- _REQUIRED WORK_
Scan the data below for lines containing the string "Iterator" and give only how many there are.

- _DATA TO PROCESS_
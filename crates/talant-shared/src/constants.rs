/// Application name
pub const APP_NAME: &str = "Talant";

/// Default file name of the persisted profile document
pub const PROFILE_DOCUMENT: &str = "ankety.json";

/// Default attachment root
pub const UPLOAD_DIR: &str = "uploads";

/// Sub-directory of the attachment root holding profile photos.
/// Stored photo references are prefixed with it (`photos/<file>`).
pub const PHOTO_DIR: &str = "photos";

/// Served when a requested photo is missing from disk
pub const DEFAULT_AVATAR: &str = "default_avatar.png";

/// Maximum photo upload size in bytes (10 MiB)
pub const MAX_PHOTO_SIZE: usize = 10 * 1024 * 1024;

/// Declared content types accepted for photo uploads
pub const ALLOWED_PHOTO_TYPES: &[&str] = &["image/jpeg", "image/jpg", "image/png", "image/gif"];

/// Fallback content type for files with an unknown extension
pub const OCTET_STREAM: &str = "application/octet-stream";

/// Cookie carrying the session token
pub const AUTH_COOKIE: &str = "auth_token";
//! Photo files under the attachment root.
//!
//! Photos live in `<root>/photos/` and are referenced from profile records as
//! `photos/<file>`. Every path handed out by [`AttachmentRoot`] is checked to
//! stay inside the root.

use std::fs;
use std::io::ErrorKind;
use std::path::{Component, Path, PathBuf};

use talant_shared::constants::{DEFAULT_AVATAR, OCTET_STREAM, PHOTO_DIR};
use tracing::{debug, warn};

use crate::error::{Result, StoreError};

/// A resolved photo, ready to be served.
#[derive(Debug, Clone, PartialEq, Eq)]
pub struct PhotoAsset {
    pub bytes: Vec<u8>,
    pub content_type: &'static str,
    /// True when the requested file was missing and the default avatar was used.
    pub fallback: bool,
}

/// Reject names that could escape the photo directory.
pub fn validate_photo_name(name: &str) -> Result<()> {
    if name.is_empty() || name.contains('/') || name.contains('\\') || name.contains("..") {
        return Err(StoreError::InvalidFilename);
    }
    Ok(())
}

/// Content type derived from the file extension, case-insensitively.
pub fn content_type_for(path: &Path) -> &'static str {
    let ext = path
        .extension()
        .and_then(|e| e.to_str())
        .map(str::to_ascii_lowercase);

    match ext.as_deref() {
        Some("jpg") | Some("jpeg") => "image/jpeg",
        Some("png") => "image/png",
        Some("gif") => "image/gif",
        _ => OCTET_STREAM,
    }
}

/// Extension (with leading dot) for a stored photo: the uploaded file's own
/// extension when it has a usable one, otherwise one matching the content type.
pub fn extension_for(file_name: Option<&str>, content_type: &str) -> String {
    let original = file_name
        .and_then(|name| Path::new(name).extension())
        .and_then(|e| e.to_str())
        .filter(|e| !e.is_empty() && e.chars().all(|c| c.is_ascii_alphanumeric()))
        .map(str::to_ascii_lowercase);

    if let Some(ext) = original {
        return format!(".{ext}");
    }

    let base = content_type.split(';').next().unwrap_or(content_type).trim();
    match base {
        "image/png" => ".png",
        "image/jpeg" | "image/jpg" => ".jpg",
        "image/gif" => ".gif",
        _ => "",
    }
    .to_string()
}

/// Verify that a resolved path stays within the expected base directory.
fn ensure_within(base: &Path, target: &Path) -> Result<PathBuf> {
    let mut resolved = base.to_path_buf();
    for component in target.strip_prefix(base).unwrap_or(target).components() {
        match component {
            Component::Normal(c) => resolved.push(c),
            Component::ParentDir | Component::RootDir | Component::Prefix(_) => {
                return Err(StoreError::InvalidFilename);
            }
            Component::CurDir => {}
        }
    }
    if !resolved.starts_with(base) {
        return Err(StoreError::InvalidFilename);
    }
    Ok(resolved)
}

#[derive(Debug, Clone)]
pub struct AttachmentRoot {
    root: PathBuf,
}

impl AttachmentRoot {
    pub fn new(root: impl Into<PathBuf>) -> Self {
        Self { root: root.into() }
    }

    pub fn photo_dir(&self) -> PathBuf {
        self.root.join(PHOTO_DIR)
    }

    /// Path of a photo file by bare name.
    pub fn photo_path(&self, name: &str) -> Result<PathBuf> {
        validate_photo_name(name)?;
        let dir = self.photo_dir();
        ensure_within(&dir, &dir.join(name))
    }

    /// Reference stored in a profile record for a photo file name.
    pub fn photo_ref(name: &str) -> String {
        format!("{PHOTO_DIR}/{name}")
    }

    /// Path behind a stored `photos/<file>` reference. `None` if the
    /// reference is not of that shape, which only happens when the document
    /// was edited by hand.
    pub fn path_for_ref(&self, photo_ref: &str) -> Option<PathBuf> {
        let name = photo_ref.strip_prefix(PHOTO_DIR)?.strip_prefix('/')?;
        self.photo_path(name).ok()
    }

    /// Write a photo file, creating the photo directory on first use.
    pub fn write(&self, name: &str, bytes: &[u8]) -> Result<PathBuf> {
        let path = self.photo_path(name)?;
        fs::create_dir_all(self.photo_dir())?;
        fs::write(&path, bytes)?;
        debug!(path = %path.display(), size = bytes.len(), "stored photo");
        Ok(path)
    }

    /// Best-effort removal of the file behind a stored reference.
    ///
    /// Returns whether a file was removed. A missing file is not an error;
    /// other failures are logged and swallowed.
    pub fn remove_ref(&self, photo_ref: &str) -> bool {
        if photo_ref.is_empty() {
            return false;
        }
        let Some(path) = self.path_for_ref(photo_ref) else {
            warn!(photo = %photo_ref, "ignoring malformed photo reference");
            return false;
        };
        self.remove_path(&path)
    }

    pub(crate) fn remove_path(&self, path: &Path) -> bool {
        match fs::remove_file(path) {
            Ok(()) => {
                debug!(path = %path.display(), "removed photo");
                true
            }
            Err(e) if e.kind() == ErrorKind::NotFound => false,
            Err(e) => {
                warn!(path = %path.display(), error = %e, "failed to remove photo");
                false
            }
        }
    }

    /// Read a photo by bare name, falling back to the default avatar.
    pub fn open(&self, name: &str) -> Result<PhotoAsset> {
        let requested = self.photo_path(name)?;

        let (path, fallback) = if requested.is_file() {
            (requested, false)
        } else {
            let default = self.photo_dir().join(DEFAULT_AVATAR);
            if !default.is_file() {
                return Err(StoreError::NotFound);
            }
            debug!(requested = %name, "photo missing, serving default avatar");
            (default, true)
        };

        let bytes = match fs::read(&path) {
            Ok(bytes) => bytes,
            Err(e) if e.kind() == ErrorKind::NotFound => return Err(StoreError::NotFound),
            Err(e) => return Err(e.into()),
        };

        Ok(PhotoAsset {
            content_type: content_type_for(&path),
            bytes,
            fallback,
        })
    }
}
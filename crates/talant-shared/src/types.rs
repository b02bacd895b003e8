use serde::{Deserialize, Serialize};
use uuid::Uuid;

// Owner identity = user id issued by the auth service
#[derive(Debug, Clone, Serialize, Deserialize, PartialEq, Eq, Hash, PartialOrd, Ord)]
#[serde(transparent)]
pub struct OwnerId(pub String);

impl OwnerId {
    pub fn new(id: impl Into<String>) -> Self {
        Self(id.into())
    }

    pub fn as_str(&self) -> &str {
        &self.0
    }

    /// Owner id reduced to characters that are safe inside a file name.
    pub fn file_stem(&self) -> String {
        let stem: String = self
            .0
            .chars()
            .filter(|c| c.is_ascii_alphanumeric() || *c == '-' || *c == '_')
            .collect();
        if stem.is_empty() {
            "owner".to_string()
        } else {
            stem
        }
    }
}

impl std::fmt::Display for OwnerId {
    fn fmt(&self, f: &mut std::fmt::Formatter<'_>) -> std::fmt::Result {
        f.write_str(&self.0)
    }
}

impl From<&str> for OwnerId {
    fn from(s: &str) -> Self {
        Self(s.to_string())
    }
}

impl From<String> for OwnerId {
    fn from(s: String) -> Self {
        Self(s)
    }
}

#[derive(Debug, Clone, Serialize, Deserialize, PartialEq, Eq, Hash)]
#[serde(transparent)]
pub struct ProfileId(pub String);

impl ProfileId {
    pub fn new() -> Self {
        Self(Uuid::new_v4().to_string())
    }

    pub fn as_str(&self) -> &str {
        &self.0
    }
}

impl Default for ProfileId {
    fn default() -> Self {
        Self::new()
    }
}

impl std::fmt::Display for ProfileId {
    fn fmt(&self, f: &mut std::fmt::Formatter<'_>) -> std::fmt::Result {
        f.write_str(&self.0)
    }
}

impl From<&str> for ProfileId {
    fn from(s: &str) -> Self {
        Self(s.to_string())
    }
}
//! Domain model persisted in the profile document.
//!
//! Field names on the wire follow the document format shared with the web
//! frontend (`user_id`, `jobtype`), so the structs rename where Rust naming
//! differs.

use serde::{Deserialize, Serialize};
use talant_shared::{OwnerId, ProfileId};

use crate::error::{Result, StoreError};

// ---------------------------------------------------------------------------
// ProfileRecord
// ---------------------------------------------------------------------------

/// One owner's submitted profile.
#[derive(Debug, Clone, Serialize, Deserialize, PartialEq, Eq)]
pub struct ProfileRecord {
    /// Assigned at creation, never changes.
    pub id: ProfileId,
    /// Authenticated creator. At most one record per owner.
    #[serde(rename = "user_id")]
    pub owner_id: OwnerId,
    pub name: String,
    pub gender: String,
    /// Free text, usually a number. See [`parse_age`].
    pub age: String,
    pub job: String,
    pub school: String,
    /// Comma-separated skill tokens.
    pub skills: String,
    /// `photos/<file>` under the attachment root, or empty.
    #[serde(default)]
    pub photo: String,
    #[serde(default)]
    pub city: String,
    #[serde(default)]
    pub position: String,
    #[serde(default)]
    pub salary: String,
    #[serde(default)]
    pub experience: String,
    #[serde(default, rename = "jobtype")]
    pub job_type: String,
    #[serde(default, skip_serializing_if = "String::is_empty")]
    pub description: String,
}

impl ProfileRecord {
    pub(crate) fn new(owner_id: OwnerId, fields: ProfileFields) -> Self {
        let mut record = Self {
            id: ProfileId::new(),
            owner_id,
            name: String::new(),
            gender: String::new(),
            age: String::new(),
            job: String::new(),
            school: String::new(),
            skills: String::new(),
            photo: String::new(),
            city: String::new(),
            position: String::new(),
            salary: String::new(),
            experience: String::new(),
            job_type: String::new(),
            description: String::new(),
        };
        record.apply(fields);
        record
    }

    /// Replace every editable field. `id`, `owner_id` and `photo` are kept.
    pub(crate) fn apply(&mut self, fields: ProfileFields) {
        let ProfileFields {
            name,
            gender,
            age,
            job,
            school,
            skills,
            city,
            position,
            salary,
            experience,
            job_type,
            description,
        } = fields;

        self.name = name;
        self.gender = gender;
        self.age = age;
        self.job = job;
        self.school = school;
        self.skills = skills;
        self.city = city;
        self.position = position;
        self.salary = salary;
        self.experience = experience;
        self.job_type = job_type;
        self.description = description;
    }

    pub fn has_photo(&self) -> bool {
        !self.photo.is_empty()
    }

    /// Age parsed with [`parse_age`].
    pub fn age_years(&self) -> i64 {
        parse_age(&self.age)
    }

    /// Trimmed, non-blank skill tokens in their original case.
    pub fn skill_tokens(&self) -> impl Iterator<Item = &str> {
        split_tokens(&self.skills)
    }
}

// ---------------------------------------------------------------------------
// ProfileFields
// ---------------------------------------------------------------------------

/// Editable part of a profile, as submitted by create and update requests.
#[derive(Debug, Clone, Default, Serialize, Deserialize, PartialEq, Eq)]
#[serde(default)]
pub struct ProfileFields {
    pub name: String,
    pub gender: String,
    pub age: String,
    pub job: String,
    pub school: String,
    pub skills: String,
    pub city: String,
    pub position: String,
    pub salary: String,
    pub experience: String,
    #[serde(rename = "jobtype")]
    pub job_type: String,
    pub description: String,
}

impl ProfileFields {
    /// Every required field must be non-blank. The error names all missing
    /// fields at once.
    pub fn validate(&self) -> Result<()> {
        let required = [
            ("name", &self.name),
            ("age", &self.age),
            ("job", &self.job),
            ("school", &self.school),
            ("gender", &self.gender),
            ("skills", &self.skills),
        ];

        let missing: Vec<&str> = required
            .iter()
            .filter(|(_, value)| value.trim().is_empty())
            .map(|(field, _)| *field)
            .collect();

        if missing.is_empty() {
            Ok(())
        } else {
            Err(StoreError::Validation(format!(
                "missing required fields: {}",
                missing.join(" ")
            )))
        }
    }
}

// ---------------------------------------------------------------------------
// Parsing helpers
// ---------------------------------------------------------------------------

/// Lenient integer parse: anything that is not a plain integer counts as 0.
///
/// Age filtering and age bucketing both depend on this, so malformed ages
/// are searchable as 0 and land in the youngest bucket.
pub fn parse_age(age: &str) -> i64 {
    age.parse::<i64>().unwrap_or(0)
}

/// Split a comma-separated list into trimmed, non-blank tokens.
pub fn split_tokens(list: &str) -> impl Iterator<Item = &str> {
    list.split(',').map(str::trim).filter(|t| !t.is_empty())
}
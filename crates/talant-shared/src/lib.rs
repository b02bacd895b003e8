//! # talant-shared
//!
//! Types shared between the profile store and the HTTP server: owner and
//! profile identifiers, storage constants, and verification of the session
//! JWTs issued by the external auth service.

pub mod constants;
pub mod error;
pub mod session;
pub mod types;

pub use error::SessionError;
pub use session::{Caller, SessionClaims, SessionKeys};
pub use types::{OwnerId, ProfileId};
use chrono::{Duration, Utc};
use jsonwebtoken::errors::ErrorKind;
use jsonwebtoken::{decode, encode, Algorithm, DecodingKey, EncodingKey, Header, Validation};
use serde::{Deserialize, Serialize};

use crate::error::SessionError;
use crate::types::OwnerId;

// Claims of the JWT issued by the auth service and kept in the `auth_token` cookie
#[derive(Debug, Clone, Serialize, Deserialize, PartialEq, Eq)]
pub struct SessionClaims {
    pub user_id: String,
    #[serde(default)]
    pub username: String,
    /// Expiry as a unix timestamp in seconds.
    pub exp: i64,
}

impl SessionClaims {
    pub fn new(user_id: &str, username: &str, valid_for: Duration) -> Self {
        Self {
            user_id: user_id.to_string(),
            username: username.to_string(),
            exp: (Utc::now() + valid_for).timestamp(),
        }
    }
}

/// An authenticated caller, as seen by the profile store.
#[derive(Debug, Clone, PartialEq, Eq)]
pub struct Caller {
    pub owner_id: OwnerId,
    pub display_name: String,
}

/// HS256 key pair derived from the secret shared with the auth service.
#[derive(Clone)]
pub struct SessionKeys {
    pub encoding: EncodingKey,
    pub decoding: DecodingKey,
}

impl SessionKeys {
    pub fn new(secret: &[u8]) -> Self {
        Self {
            encoding: EncodingKey::from_secret(secret),
            decoding: DecodingKey::from_secret(secret),
        }
    }
}

/// Issue a token the way the auth service does.
pub fn create_session_token(
    claims: &SessionClaims,
    key: &EncodingKey,
) -> Result<String, SessionError> {
    encode(&Header::new(Algorithm::HS256), claims, key).map_err(|_| SessionError::Malformed)
}

/// Verify a session token and return the caller it identifies.
pub fn validate_caller(token: &str, key: &DecodingKey) -> Result<Caller, SessionError> {
    let claims = verify_session_token(token, key)?;
    Ok(Caller {
        owner_id: OwnerId(claims.user_id),
        display_name: claims.username,
    })
}

pub fn verify_session_token(token: &str, key: &DecodingKey) -> Result<SessionClaims, SessionError> {
    let mut validation = Validation::new(Algorithm::HS256);
    validation.leeway = 0;

    let data = decode::<SessionClaims>(token.trim(), key, &validation).map_err(|e| {
        match e.kind() {
            ErrorKind::ExpiredSignature => SessionError::Expired,
            ErrorKind::InvalidSignature => SessionError::BadSignature,
            _ => SessionError::Malformed,
        }
    })?;

    if data.claims.user_id.is_empty() {
        return Err(SessionError::Malformed);
    }

    Ok(data.claims)
}
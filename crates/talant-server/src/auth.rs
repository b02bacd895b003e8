//! Caller authentication.
//!
//! Session JWTs are issued by the external auth service and signed with a
//! secret it shares with this server (HS256). The server only verifies them
//! and hands the resulting owner id to the profile store.

use axum::http::{header, HeaderMap};
use jsonwebtoken::DecodingKey;
use talant_shared::constants::AUTH_COOKIE;
use talant_shared::session::validate_caller;
use talant_shared::Caller;
use tracing::debug;

use crate::error::ApiError;

/// Verifies session JWTs signed by the auth service.
#[derive(Clone)]
pub struct SessionVerifier {
    /// `None` when no secret is configured: every token is refused.
    key: Option<DecodingKey>,
}

impl SessionVerifier {
    pub fn new(secret: &str) -> Self {
        let key = (!secret.is_empty()).then(|| DecodingKey::from_secret(secret.as_bytes()));
        Self { key }
    }

    pub fn is_configured(&self) -> bool {
        self.key.is_some()
    }

    /// Authenticate the request from its `auth_token` cookie, or from an
    /// `Authorization: Bearer` header when no cookie is present.
    pub fn authenticate(&self, headers: &HeaderMap) -> Result<Caller, ApiError> {
        let token = session_token(headers)
            .ok_or_else(|| ApiError::Unauthorized("missing token".into()))?;

        let Some(key) = &self.key else {
            debug!("No JWT secret configured, rejecting session token");
            return Err(ApiError::Unauthorized("invalid token".into()));
        };

        validate_caller(&token, key).map_err(|e| {
            debug!(error = %e, "Rejected session token");
            ApiError::Unauthorized("invalid token".into())
        })
    }
}

fn session_token(headers: &HeaderMap) -> Option<String> {
    let from_cookie = headers
        .get_all(header::COOKIE)
        .iter()
        .filter_map(|v| v.to_str().ok())
        .flat_map(|v| v.split(';'))
        .filter_map(|pair| pair.trim().split_once('='))
        .find(|(name, _)| *name == AUTH_COOKIE)
        .map(|(_, value)| value.trim().to_string());

    if from_cookie.is_some() {
        return from_cookie;
    }

    headers
        .get(header::AUTHORIZATION)
        .and_then(|v| v.to_str().ok())
        .and_then(|v| v.strip_prefix("Bearer "))
        .map(|t| t.trim().to_string())
        .filter(|t| !t.is_empty())
}
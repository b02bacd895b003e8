//! # talant-store
//!
//! Profile record store for the Talant service, backed by a single JSON
//! document and an attachment directory for profile photos.
//!
//! The crate exposes a synchronous [`ProfileStore`] handle. Every mutation
//! runs as one load-modify-save cycle under the store's writer lock, and the
//! document is replaced by atomic rename. Search and statistics are pure
//! functions over a snapshot of records.

pub mod attachments;
pub mod models;
pub mod photos;
pub mod profiles;
pub mod search;
pub mod stats;
pub mod store;

mod error;

pub use attachments::{AttachmentRoot, PhotoAsset};
pub use error::{Result, StoreError};
pub use models::*;
pub use photos::PhotoUpload;
pub use search::{filter, SearchCriteria, SearchResult};
pub use stats::{compute, Stats};
pub use store::ProfileStore;
//! Error types for rule failures
//!
//! [`ValidationError`] is the single failure value every rule returns. It
//! carries a short kind code, a human-readable message, and the nested
//! failures of combinators that wrap or aggregate other rules.
//!
//! Code and message use `Cow<'static, str>` so static failures never allocate.

use std::borrow::Cow;
use std::fmt;

// ============================================================================
// VALIDATION ERROR
// ============================================================================

/// A descriptive rule failure.
///
/// # Examples
///
/// ```
/// use rulekit::foundation::ValidationError;
///
/// let error = ValidationError::below_min(10, 8);
/// assert_eq!(error.code, "min");
/// assert!(error.message.contains("8"));
/// assert!(error.message.contains("10"));
/// ```
#[derive(Debug, Clone, PartialEq, Eq)]
pub struct ValidationError {
    /// Kind of failure: "min", "max", "one_of", "pattern", ...
    pub code: Cow<'static, str>,

    /// Human-readable description naming the offending value and the
    /// constraint it violated.
    pub message: Cow<'static, str>,

    /// Underlying failures, in evaluation order.
    ///
    /// Filled by `Each` (the failing element) and by the any-combinators
    /// (one entry per failed branch).
    pub nested: Vec<ValidationError>,
}

impl ValidationError {
    /// Creates a new error with a code and message.
    pub fn new(code: impl Into<Cow<'static, str>>, message: impl Into<Cow<'static, str>>) -> Self {
        Self {
            code: code.into(),
            message: message.into(),
            nested: Vec::new(),
        }
    }

    /// Replaces the nested errors.
    #[must_use = "builder methods must be chained or built"]
    pub fn with_nested(mut self, errors: Vec<ValidationError>) -> Self {
        self.nested = errors;
        self
    }

    /// Appends a single nested error.
    #[must_use = "builder methods must be chained or built"]
    pub fn with_nested_error(mut self, error: ValidationError) -> Self {
        self.nested.push(error);
        self
    }

    /// Returns true if this error wraps other errors.
    #[must_use]
    pub fn has_nested(&self) -> bool {
        !self.nested.is_empty()
    }
}

// ============================================================================
// CONSTRUCTORS
// ============================================================================

impl ValidationError {
    /// A value fell below its lower bound.
    pub fn below_min<T: fmt::Display>(min: T, actual: T) -> Self {
        Self::new("min", format!("{actual} is less than the minimum of {min}"))
    }

    /// A value exceeded its upper bound.
    pub fn above_max<T: fmt::Display>(max: T, actual: T) -> Self {
        Self::new("max", format!("{actual} is greater than the maximum of {max}"))
    }

    /// A value is not a member of the allowed set.
    pub fn not_one_of<T: fmt::Debug>(actual: &T, allowed: &[T]) -> Self {
        Self::new("one_of", format!("{actual:?} is not one of {allowed:?}"))
    }

    /// A string did not match a pattern.
    pub fn pattern_mismatch(actual: &str, pattern: &str) -> Self {
        Self::new(
            "pattern",
            format!("{actual:?} does not match pattern `{pattern}`"),
        )
    }

    /// A pattern could not be compiled.
    pub fn invalid_pattern(pattern: &str, error: &regex::Error) -> Self {
        Self::new(
            "invalid_pattern",
            format!("pattern `{pattern}` failed to compile: {error}"),
        )
    }

    /// Wraps the failure of the sequence element at `index`.
    pub fn element(index: usize, error: ValidationError) -> Self {
        Self::new(
            "element",
            format!("value at index {index}: {}", error.message),
        )
        .with_nested_error(error)
    }

    /// Aggregates the failures of every branch of an any-combinator.
    ///
    /// An empty list means there was no branch that could have passed.
    pub fn all_alternatives_failed(errors: Vec<ValidationError>) -> Self {
        let message = if errors.is_empty() {
            Cow::Borrowed("no alternatives to satisfy")
        } else {
            let reasons: Vec<&str> = errors.iter().map(|e| e.message.as_ref()).collect();
            Cow::Owned(format!(
                "all {} alternatives failed: {}",
                errors.len(),
                reasons.join("; ")
            ))
        };
        Self::new("any_failed", message).with_nested(errors)
    }
}

impl fmt::Display for ValidationError {
    fn fmt(&self, f: &mut fmt::Formatter<'_>) -> fmt::Result {
        write!(f, "{}: {}", self.code, self.message)?;

        if !self.nested.is_empty() {
            write!(f, "\n  Nested errors:")?;
            for (i, error) in self.nested.iter().enumerate() {
                write!(f, "\n    {}. {}", i + 1, error)?;
            }
        }

        Ok(())
    }
}

impl std::error::Error for ValidationError {}

// ============================================================================
// CONSTRUCTION ERRORS
// ============================================================================

/// Errors raised while building a rule eagerly.
///
/// Rules never fail at construction unless the caller asks for it, e.g.
/// through [`Pattern::compile`](crate::validators::Pattern::compile).
#[derive(Debug, Clone, thiserror::Error)]
#[non_exhaustive]
pub enum RuleError {
    /// The pattern text is not a valid regular expression.
    #[error("invalid pattern `{pattern}`")]
    InvalidPattern {
        pattern: String,
        #[source]
        source: regex::Error,
    },
}

impl From<RuleError> for ValidationError {
    fn from(error: RuleError) -> Self {
        match error {
            RuleError::InvalidPattern { pattern, source } => {
                ValidationError::invalid_pattern(&pattern, &source)
            }
        }
    }
}

// ============================================================================
// TESTS
// ============================================================================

- _COMPLETED TASK_
2